REQUIRED WORK
All of the entries below must be copied out exactly.
MATERIAL FOR THE TASK START
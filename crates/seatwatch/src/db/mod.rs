//! Database module for offerings, subjects and subscriptions

mod offerings;
mod subscriptions;
mod types;

pub use offerings::OfferingStore;
pub use subscriptions::SubscriptionStore;
pub use types::{DbOffering, OfferingRow, OfferingView, UpsertOutcome};

use std::path::Path;
use std::sync::{Mutex, MutexGuard};
use std::time::Duration;

use rusqlite::Connection;
use tracing::debug;

use crate::error::{Error, Result};

/// Opens a SQLite file (creating it if needed) and applies `schema`.
fn open_with_schema(db_path: &Path, schema: &str) -> Result<Connection> {
    let conn = Connection::open(db_path)?;
    conn.busy_timeout(Duration::from_secs(5))?;
    conn.pragma_update_and_check(None, "journal_mode", "WAL", |_| Ok(()))?;
    init_schema(conn, schema)
}

fn open_memory_with_schema(schema: &str) -> Result<Connection> {
    init_schema(Connection::open_in_memory()?, schema)
}

fn init_schema(conn: Connection, schema: &str) -> Result<Connection> {
    conn.pragma_update(None, "foreign_keys", "ON")?;
    conn.execute_batch(schema)?;
    debug!("Database schema initialized");
    Ok(conn)
}

/// Acquires a store's connection. Each store operation holds the guard for
/// exactly one logical transaction.
fn lock(db: &Mutex<Connection>) -> Result<MutexGuard<'_, Connection>> {
    db.lock().map_err(|_| Error::poisoned())
}
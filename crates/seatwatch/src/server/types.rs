use axum::http::StatusCode;
use axum::response::{IntoResponse, Response};
use axum::Json;
use serde_json::json;

use crate::error::Error;

/// An error body returned by the API.
#[derive(Debug)]
pub struct ApiErrorType {
    status: StatusCode,
    error: String,
    context: Option<String>,
}

impl From<(StatusCode, &str, Option<String>)> for ApiErrorType {
    fn from((status, error, context): (StatusCode, &str, Option<String>)) -> Self {
        Self {
            status,
            error: error.to_string(),
            context,
        }
    }
}

impl From<Error> for ApiErrorType {
    fn from(err: Error) -> Self {
        match err {
            Error::ValidationError { input, message } => Self {
                status: StatusCode::BAD_REQUEST,
                error: message,
                context: Some(input),
            },
            other => Self {
                status: StatusCode::INTERNAL_SERVER_ERROR,
                error: "Storage unavailable".to_string(),
                context: Some(other.to_string()),
            },
        }
    }
}

impl IntoResponse for ApiErrorType {
    fn into_response(self) -> Response {
        (
            self.status,
            Json(json!({
                "error": self.error,
                "context": self.context,
            })),
        )
            .into_response()
    }
}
MATERIAL FOR THE TASK END
EXPECTED ANSWER
filename crates/seatwatch/src/db/mod.rs
//! Database module for offerings, subjects and subscriptions

mod offerings;
mod subscriptions;
mod types;

pub use offerings::OfferingStore;
pub use subscriptions::SubscriptionStore;
pub use types::{DbOffering, OfferingRow, OfferingView, UpsertOutcome};

use std::path::Path;
use std::sync::{Mutex, MutexGuard};
use std::time::Duration;

use rusqlite::Connection;
use tracing::debug;

use crate::error::{Error, Result};

/// Opens a SQLite file (creating it if needed) and applies `schema`.
fn open_with_schema(db_path: &Path, schema: &str) -> Result<Connection> {
    let conn = Connection::open(db_path)?;
    conn.busy_timeout(Duration::from_secs(5))?;
    conn.pragma_update_and_check(None, "journal_mode", "WAL", |_| Ok(()))?;
    init_schema(conn, schema)
}

fn open_memory_with_schema(schema: &str) -> Result<Connection> {
    init_schema(Connection::open_in_memory()?, schema)
}

fn init_schema(conn: Connection, schema: &str) -> Result<Connection> {
    conn.pragma_update(None, "foreign_keys", "ON")?;
    conn.execute_batch(schema)?;
    debug!("Database schema initialized");
    Ok(conn)
}

/// Acquires a store's connection. Each store operation holds the guard for
/// exactly one logical transaction.
fn lock(db: &Mutex<Connection>) -> Result<MutexGuard<'_, Connection>> {
    db.lock().map_err(|_| Error::poisoned())
}
filename crates/seatwatch/src/server/types.rs
use axum::http::StatusCode;
use axum::response::{IntoResponse, Response};
use axum::Json;
use serde_json::json;

use crate::error::Error;

/// An error body returned by the API.
#[derive(Debug)]
pub struct ApiErrorType {
    status: StatusCode,
    error: String,
    context: Option<String>,
}

impl From<(StatusCode, &str, Option<String>)> for ApiErrorType {
    fn from((status, error, context): (StatusCode, &str, Option<String>)) -> Self {
        Self {
            status,
            error: error.to_string(),
            context,
        }
    }
}

impl From<Error> for ApiErrorType {
    fn from(err: Error) -> Self {
        match err {
            Error::ValidationError { input, message } => Self {
                status: StatusCode::BAD_REQUEST,
                error: message,
                context: Some(input),
            },
            other => Self {
                status: StatusCode::INTERNAL_SERVER_ERROR,
                error: "Storage unavailable".to_string(),
                context: Some(other.to_string()),
            },
        }
    }
}

impl IntoResponse for ApiErrorType {
    fn into_response(self) -> Response {
        (
            self.status,
            Json(json!({
                "error": self.error,
                "context": self.context,
            })),
        )
            .into_response()
    }
}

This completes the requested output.